A Stolen Prayer

by Mini Acuña

The tired sun draws its beaming orange head over the barren, yellowed rec field hugged by barbed wire. This was always my favorite part of the day: the end when the welcoming night swept over the plains like an old wool blanket, heavy and familiar and rich with the scent of promise and memory.

Since coming to Folsom, the nights have become no more and no less than the day, just as lonesome, just as full of whatever smoke and mirrors my mind can draw up to get through the time. Sometimes, I find myself moaning, ripping holes into the brick wall beside my bed, and chipping my nails to thorns. Tonight, as I rustle my hair against the pillow, I’m reminded of the shadow of a young man trying to sleep above me. He rolled in today, freshly clad in his suit of orange like the glow at the end of a dying cigar, head hung low as metal chains clinked behind him, forcing him to remember how he got here. He’s spent the whole day in bed, meek as a church mouse. You’d think he’s as dumb as a doornail the way he’s silent, the kind of silence that doesn’t ask anything of the room it’s in until he reaches for his pillow.

When it begins, I barely hear the sound croak from around the edges of his bunk above mine: it’s a dry, low drum of a sound that rings around itself in spirals the way a feather does in the breeze. It takes me a furrowed brow and a creak of my bedframe, head cocked toward his, for me to realize it’s his voice. He whines out an incantation so guttural, so hot with its own pleading; it yawns out desperately and uncontrollably like smoke from a furnace and wanders around itself to return back to where it started. It’s in a language I can’t pick apart but can grasp as well as any old sinner who’s walked from Amarillo to El Paso to San Antonio and eventually landed somewhere near the Rio Grande.
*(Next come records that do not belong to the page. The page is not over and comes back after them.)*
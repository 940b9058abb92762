use validator::Validate;

use crate::{
    entities::{
        image::ImageUpload,
        option_fields::OptionField,
        project::{NewProjectRequest, Project, UpdateProjectRequest},
    },
    errors::AppError,
    media::MediaStore,
    repositories::project::ProjectRepository,
    utils::valid_uuid::valid_uuid,
};

/// Keeps a project's `image_url` in step with the media store.
///
/// - create: the image is stored before the record is inserted; a failed
///   upload leaves no record behind.
/// - update: a new image replaces the URL; the previous remote object is left
///   where it is.
/// - delete: remote cleanup is best-effort and runs before the record is
///   removed.
pub struct ProjectHandler<R, M>
where
    R: ProjectRepository,
    M: MediaStore,
{
    pub project_repo: R,
    pub media_store: M,
}

impl<R, M> ProjectHandler<R, M>
where
    R: ProjectRepository,
    M: MediaStore,
{
    pub fn new(project_repo: R, media_store: M) -> Self {
        ProjectHandler { project_repo, media_store }
    }

    /// Creates a project, uploading its image first when one is attached
    pub async fn create_project(
        &self,
        request: NewProjectRequest,
        image: Option<ImageUpload>,
    ) -> Result<Project, AppError> {
        request.validate()?;

        let image_url = self.media_store.store(image).await.map_err(|e| {
            tracing::error!(error = %e, "Image upload failed, project not created");
            AppError::from(e)
        })?;

        let insert = request.prepare_for_insert(image_url);

        let project = self.project_repo.create_project(&insert).await.inspect_err(|e| {
            if !insert.image_url.is_empty() {
                tracing::warn!(
                    image_url = %insert.image_url,
                    error = %e,
                    "Project insert failed after upload, remote image is orphaned"
                );
            }
        })?;

        tracing::info!(project_id = %project.id, has_image = project.has_image(), "Project created");
        Ok(project)
    }

    /// Lists every project, newest first
    pub async fn list_projects(&self) -> Result<Vec<Project>, AppError> {
        self.project_repo.list_projects().await
    }

    /// Retrieves a project by its ID
    pub async fn get_project_by_id(&self, id: &str) -> Result<Project, AppError> {
        let valid_id = valid_uuid(id)?;
        self.project_repo.get_project_by_id(&valid_id).await
    }

    /// Applies the provided fields; a new image replaces `image_url`, no image keeps it
    pub async fn update_project(
        &self,
        id: &str,
        request: UpdateProjectRequest,
        image: Option<ImageUpload>,
    ) -> Result<Project, AppError> {
        request.validate()?;

        let valid_id = valid_uuid(id)?;

        let current = self.project_repo.get_project_by_id(&valid_id).await?;

        let image_url = match image {
            Some(image) => {
                let url = self.media_store.upload(image).await.map_err(|e| {
                    tracing::error!(project_id = %current.id, error = %e, "Image upload failed, project not updated");
                    AppError::from(e)
                })?;
                if current.has_image() {
                    // The replaced object stays in the media store
                    tracing::debug!(
                        project_id = %current.id,
                        previous_url = %current.image_url,
                        "Project image replaced"
                    );
                }
                OptionField::SetToValue(url)
            }
            None => OptionField::Unchanged,
        };

        let changes = request.prepare_for_update(image_url);

        let updated = self.project_repo.update_project(&valid_id, &changes).await.inspect_err(|e| {
            if let Some(url) = changes.image_url.flatten_str() {
                tracing::warn!(image_url = %url, error = %e, "Project update failed after upload, remote image is orphaned");
            }
        })?;

        tracing::info!(project_id = %updated.id, revision = updated.revision, "Project updated");
        Ok(updated)
    }

    /// Deletes a project, removing its remote image first on a best-effort basis
    pub async fn delete_project(&self, id: &str) -> Result<(), AppError> {
        let valid_id = valid_uuid(id)?;

        let current = self.project_repo.get_project_by_id(&valid_id).await?;

        if current.has_image() {
            self.media_store.remove(&current.image_url).await;
        }

        self.project_repo.delete_project(&valid_id).await?;

        tracing::info!(project_id = %valid_id, "Project deleted");
        Ok(())
    }

    /// Reports whether the project store is reachable
    pub async fn check_storage(&self) -> Result<(), AppError> {
        self.project_repo.check_connection().await
    }
}
pub mod entities;
pub mod use_cases;
pub mod image;
pub mod message;
pub mod option_fields;
pub mod pagination;
pub mod project;
use config::{Config, ConfigError, Environment, File};
use serde::Deserialize;
use dotenv::dotenv;
use std::{env, fmt, str::FromStr, time::Duration};
use zeroize::Zeroizing;

#[derive(Debug, Deserialize, Clone, PartialEq)]
#[serde(rename_all = "lowercase")]
pub enum AppEnvironment {
    Development,
    Production,
    Testing,
}

impl FromStr for AppEnvironment {
    type Err = ConfigError;

    fn from_str(s: &str) -> Result<Self, Self::Err> {
        match s.to_lowercase().as_str() {
            "development" => Ok(AppEnvironment::Development),
            "production" => Ok(AppEnvironment::Production),
            "testing" => Ok(AppEnvironment::Testing),
            _ => Err(ConfigError::Message(format!("Invalid environment: {}", s))),
        }
    }
}

#[derive(Deserialize, Clone)]
#[serde(rename_all = "snake_case")]
pub struct AppConfig {
    #[serde(default = "default_env")]
    pub env: AppEnvironment,

    #[serde(default = "default_name")]
    pub name: String,

    #[serde(default = "default_port")]
    pub port: u16,

    #[serde(default = "default_host")]
    pub host: String,

    #[serde(default = "default_worker_count")]
    pub worker_count: usize,

    #[serde(default)]
    pub database_url: String,

    #[serde(default = "default_cors_origins")]
    pub cors_allowed_origins: Vec<String>,

    #[serde(default)]
    pub cloudinary_cloud_name: String,

    #[serde(default)]
    pub cloudinary_api_key: String,

    #[serde(default)]
    pub cloudinary_api_secret: String,

    #[serde(default = "default_media_api_base")]
    pub media_api_base: String,

    #[serde(default = "default_media_folder")]
    pub media_folder: String,

    #[serde(default = "default_upload_timeout")]
    pub upload_timeout_secs: u64,

    #[serde(default = "default_max_image_bytes")]
    pub max_image_bytes: usize,
}

fn default_env() -> AppEnvironment {
    AppEnvironment::Development
}
fn default_name() -> String {
    "Portfolio-API".to_string()
}
fn default_port() -> u16 {
    8989
}
fn default_host() -> String {
    "127.0.0.1".to_string()
}
fn default_worker_count() -> usize {
    num_cpus::get()
}
fn default_cors_origins() -> Vec<String> {
    vec!["*".to_string()]
}
fn default_media_api_base() -> String {
    "https://api.cloudinary.com/v1_1".to_string()
}
fn default_media_folder() -> String {
    "projects".to_string()
}
fn default_upload_timeout() -> u64 {
    30
}
fn default_max_image_bytes() -> usize {
    10 * 1024 * 1024
}

impl AppConfig {
    pub fn new() -> Result<Self, ConfigError> {
        dotenv().ok();

        let raw_env = env::var("APP_ENV").unwrap_or_else(|_| "development".into());
        let env_name = AppEnvironment::from_str(&raw_env)
            .map_err(|_| ConfigError::Message(format!("Invalid APP_ENV value: {}", raw_env)))?;

        let builder = Config::builder()
            .add_source(File::with_name("config/default").required(false))
            .add_source(File::with_name(&format!("config/{}", env_name.to_string().to_lowercase())).required(false))
            .add_source(
                Environment::with_prefix("APP")
                    .prefix_separator("_")
                    .separator("__")
                    .list_separator(",")
                    .with_list_parse_key("cors_allowed_origins")
                    .try_parsing(true)
                    .ignore_empty(true)
            );

        let mut config: Self = builder.build()?.try_deserialize()?;

        config.env = env_name;

        // Inject critical env values if missing
        config.database_url = fill_or_env(config.database_url, "DATABASE_URL")?;
        if !config.is_testing() {
            config.cloudinary_cloud_name = fill_or_env(config.cloudinary_cloud_name, "CLOUDINARY_CLOUD_NAME")?;
            config.cloudinary_api_key = fill_or_env(config.cloudinary_api_key, "CLOUDINARY_API_KEY")?;
            config.cloudinary_api_secret = fill_or_env(config.cloudinary_api_secret, "CLOUDINARY_API_SECRET")?;
        }

        config.validate()?;
        Ok(config)
    }

    pub fn validate(&self) -> Result<(), ConfigError> {
        let mut errors = Vec::new();

        if self.database_url.trim().is_empty() {
            errors.push("DATABASE_URL cannot be empty");
        }
        if !self.is_testing() {
            if self.cloudinary_cloud_name.trim().is_empty() {
                errors.push("CLOUDINARY_CLOUD_NAME cannot be empty");
            }
            if self.cloudinary_api_key.trim().is_empty() {
                errors.push("CLOUDINARY_API_KEY cannot be empty");
            }
            if self.cloudinary_api_secret.trim().is_empty() {
                errors.push("CLOUDINARY_API_SECRET cannot be empty");
            }
        }
        if self.media_folder.trim_matches('/').is_empty() {
            errors.push("MEDIA_FOLDER cannot be empty");
        }
        if self.upload_timeout_secs == 0 {
            errors.push("UPLOAD_TIMEOUT_SECS must be greater than zero");
        }
        if self.max_image_bytes == 0 {
            errors.push("MAX_IMAGE_BYTES must be greater than zero");
        }
        if self.is_production() && self.cors_origins().iter().any(|o| o == "*") {
            errors.push("Wildcard CORS (*) is not allowed in production");
        }

        if errors.is_empty() {
            Ok(())
        } else {
            Err(ConfigError::Message(errors.join(", ")))
        }
    }

    pub fn is_production(&self) -> bool {
        self.env == AppEnvironment::Production
    }

    pub fn is_testing(&self) -> bool {
        self.env == AppEnvironment::Testing
    }

    pub fn cors_origins(&self) -> Vec<String> {
        self.cors_allowed_origins
            .iter()
            .flat_map(|origin| origin.split(','))
            .map(|s| s.trim().to_string())
            .filter(|s| !s.is_empty())
            .collect()
    }
}

/// Falls back to the conventional unprefixed variable (`DATABASE_URL`, `CLOUDINARY_*`).
fn fill_or_env(current: String, env_key: &str) -> Result<String, ConfigError> {
    if current.trim().is_empty() {
        env::var(env_key).map_err(|_| ConfigError::Message(format!("{env_key} must be set")))
    } else {
        Ok(current)
    }
}

impl fmt::Display for AppEnvironment {
    fn fmt(&self, f: &mut fmt::Formatter<'_>) -> fmt::Result {
        let s = match self {
            AppEnvironment::Development => "development",
            AppEnvironment::Production => "production",
            AppEnvironment::Testing => "testing",
        };
        write!(f, "{s}")
    }
}

trait Redact {
    fn redact(&self) -> &str;
}

impl Redact for str {
    fn redact(&self) -> &str {
        if self.is_empty() {
            "[MISSING]"
        } else {
            "[REDACTED]"
        }
    }
}

impl Redact for String {
    fn redact(&self) -> &str {
        self.as_str().redact()
    }
}

impl fmt::Debug for AppConfig {
    fn fmt(&self, f: &mut fmt::Formatter<'_>) -> fmt::Result {
        f.debug_struct("AppConfig")
            .field("env", &self.env)
            .field("name", &self.name)
            .field("port", &self.port)
            .field("host", &self.host)
            .field("worker_count", &self.worker_count)
            .field("database_url", &self.database_url.redact())
            .field("cors_allowed_origins", &self.cors_allowed_origins)
            .field("cloudinary_cloud_name", &self.cloudinary_cloud_name)
            .field("cloudinary_api_key", &self.cloudinary_api_key.redact())
            .field("cloudinary_api_secret", &self.cloudinary_api_secret.redact())
            .field("media_api_base", &self.media_api_base)
            .field("media_folder", &self.media_folder)
            .field("upload_timeout_secs", &self.upload_timeout_secs)
            .field("max_image_bytes", &self.max_image_bytes)
            .finish()
    }
}

/// Media store credentials and upload policy, handed to the adapter at
/// construction.
#[derive(Clone)]
pub struct MediaConfig {
    pub cloud_name: String,
    pub api_key: String,
    pub api_secret: Zeroizing<String>,
    pub api_base: String,
    pub folder: String,
    pub timeout: Duration,
}

impl From<&AppConfig> for MediaConfig {
    fn from(config: &AppConfig) -> Self {
        MediaConfig {
            cloud_name: config.cloudinary_cloud_name.clone(),
            api_key: config.cloudinary_api_key.clone(),
            api_secret: Zeroizing::new(config.cloudinary_api_secret.clone()),
            api_base: config.media_api_base.trim_end_matches('/').to_string(),
            folder: config.media_folder.trim_matches('/').to_string(),
            timeout: Duration::from_secs(config.upload_timeout_secs),
        }
    }
}

impl fmt::Debug for MediaConfig {
    fn fmt(&self, f: &mut fmt::Formatter<'_>) -> fmt::Result {
        f.debug_struct("MediaConfig")
            .field("cloud_name", &self.cloud_name)
            .field("api_key", &self.api_key.redact())
            .field("api_secret", &"[REDACTED]")
            .field("api_base", &self.api_base)
            .field("folder", &self.folder)
            .field("timeout", &self.timeout)
            .finish()
    }
}
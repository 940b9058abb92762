use chrono::{DateTime, Utc};
use once_cell::sync::Lazy;

/// Process start, reported by the health check.
pub static START_TIME: Lazy<DateTime<Utc>> = Lazy::new(Utc::now);
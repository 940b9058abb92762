use actix_cors::Cors;
use actix_multipart::form::MultipartFormConfig;
use actix_web::http::{header, Method};
use tracing_subscriber::{fmt, EnvFilter};

use crate::{errors::AppError, settings::AppConfig};

// Room for the text parts sent alongside the image
const FORM_TEXT_ALLOWANCE: usize = 256 * 1024;

/// CORS policy from `cors_allowed_origins`; `*` allows any origin.
pub fn build_cors(config: &AppConfig) -> Cors {
    let origins = config.cors_origins();

    let cors = Cors::default()
        .allowed_methods(vec![Method::GET, Method::POST, Method::PUT, Method::DELETE, Method::OPTIONS])
        .allowed_headers(vec![header::CONTENT_TYPE, header::ACCEPT])
        .max_age(3600);

    if origins.iter().any(|o| o == "*") {
        cors.allow_any_origin()
    } else {
        origins
            .iter()
            .fold(cors, |cors, origin| cors.allowed_origin(origin))
    }
}

/// Size limits for multipart project forms; errors render as `AppError`.
pub fn multipart_config(config: &AppConfig) -> MultipartFormConfig {
    MultipartFormConfig::default()
        .memory_limit(config.max_image_bytes + FORM_TEXT_ALLOWANCE)
        .total_limit(config.max_image_bytes + FORM_TEXT_ALLOWANCE)
        .error_handler(|err, _req| AppError::from(err).into())
}

/// Installs the global tracing subscriber. `RUST_LOG` overrides the default
/// `info` filter; production logs are JSON.
pub fn init_tracing(config: &AppConfig) {
    let filter = EnvFilter::try_from_default_env()
        .unwrap_or_else(|_| EnvFilter::new("info"));

    let builder = fmt().with_env_filter(filter).with_target(true);

    let result = if config.is_production() {
        builder.json().try_init()
    } else {
        builder.try_init()
    };

    if let Err(e) = result {
        eprintln!("Tracing subscriber already installed: {}", e);
    }
}
use actix_multipart::form::MultipartForm;
use actix_web::{web, HttpResponse, Responder};
use tracing::instrument;

use crate::{entities::project::ProjectUpload, errors::AppError, AppState};

#[instrument(skip(state, form))]
pub async fn create_project(
    state: web::Data<AppState>,
    form: MultipartForm<ProjectUpload>,
) -> Result<impl Responder, AppError> {
    let (request, image) = form.into_inner().into_new_project();

    let project = state.project_handler
        .create_project(request, image)
        .await?;

    Ok(HttpResponse::Created().json(project))
}

#[instrument(skip(state))]
pub async fn list_projects(
    state: web::Data<AppState>,
) -> Result<impl Responder, AppError> {
    let projects = state.project_handler.list_projects().await?;
    Ok(HttpResponse::Ok().json(projects))
}

#[instrument(skip(project_id, state))]
pub async fn get_project_by_id(
    project_id: web::Path<String>,
    state: web::Data<AppState>,
) -> Result<impl Responder, AppError> {
    let project = state.project_handler.get_project_by_id(&project_id).await?;
    Ok(HttpResponse::Ok().json(project))
}

#[instrument(skip(project_id, state, form))]
pub async fn update_project(
    project_id: web::Path<String>,
    state: web::Data<AppState>,
    form: MultipartForm<ProjectUpload>,
) -> Result<impl Responder, AppError> {
    let (request, image) = form.into_inner().into_project_update();

    let updated = state.project_handler
        .update_project(&project_id, request, image)
        .await?;

    Ok(HttpResponse::Ok().json(updated))
}

#[instrument(skip(project_id, state))]
pub async fn delete_project(
    project_id: web::Path<String>,
    state: web::Data<AppState>,
) -> Result<impl Responder, AppError> {
    state.project_handler.delete_project(&project_id).await?;

    Ok(HttpResponse::Ok().json(serde_json::json!({
        "message": "Project deleted successfully"
    })))
}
His moan forces itself through a windpipe that sounds determined to stay shut, and he prays, pleading, to a God I could never learn to love. It’s like his voice box’s been strung through a broken phonograph: it’s shameful, heavy, intimate, and sounds like the kind of confession that makes you shy, knowing exactly where you steered wrong. Each sentence begins with Dios mío and ends with amen and back again, as if with each rote plea he’ll melt the metal bars on the window and be able to sail away free and guiltless. 

As I lean closer and closer to the sagging mattress over my head, the grit in the bedrock of his voice begins to drive through my head like rusted nails. With each round of quiet wails, his desperation pierces itself deeper and deeper into my brow and stings through to the nape of my neck. The pain isn’t what struck me when I first heard the raspy whisper bounce off the dripping ceiling. I swore to myself my first day I’d never pity another man for the trouble he weaved around himself to get here, and, yet the raw hopelessness seeping through the bedsprings above me shrivels up my heart ‘til I feel my eyesight spread even blacker than the summer night floating into the room. His chant rings in my ears and reverberates like a pinball machine. I wrap my hands around my head to block out the noise, to loosen the rubber band that’s squeezed itself there, but the prayer continues. Through the tension and through the blindness, my eyes begin to flutter and leak, and I realize in a red-hot burst of clarity that I’m cryin’ for the man I used to be, the one who still believed God and his angels could save him from his own shadows.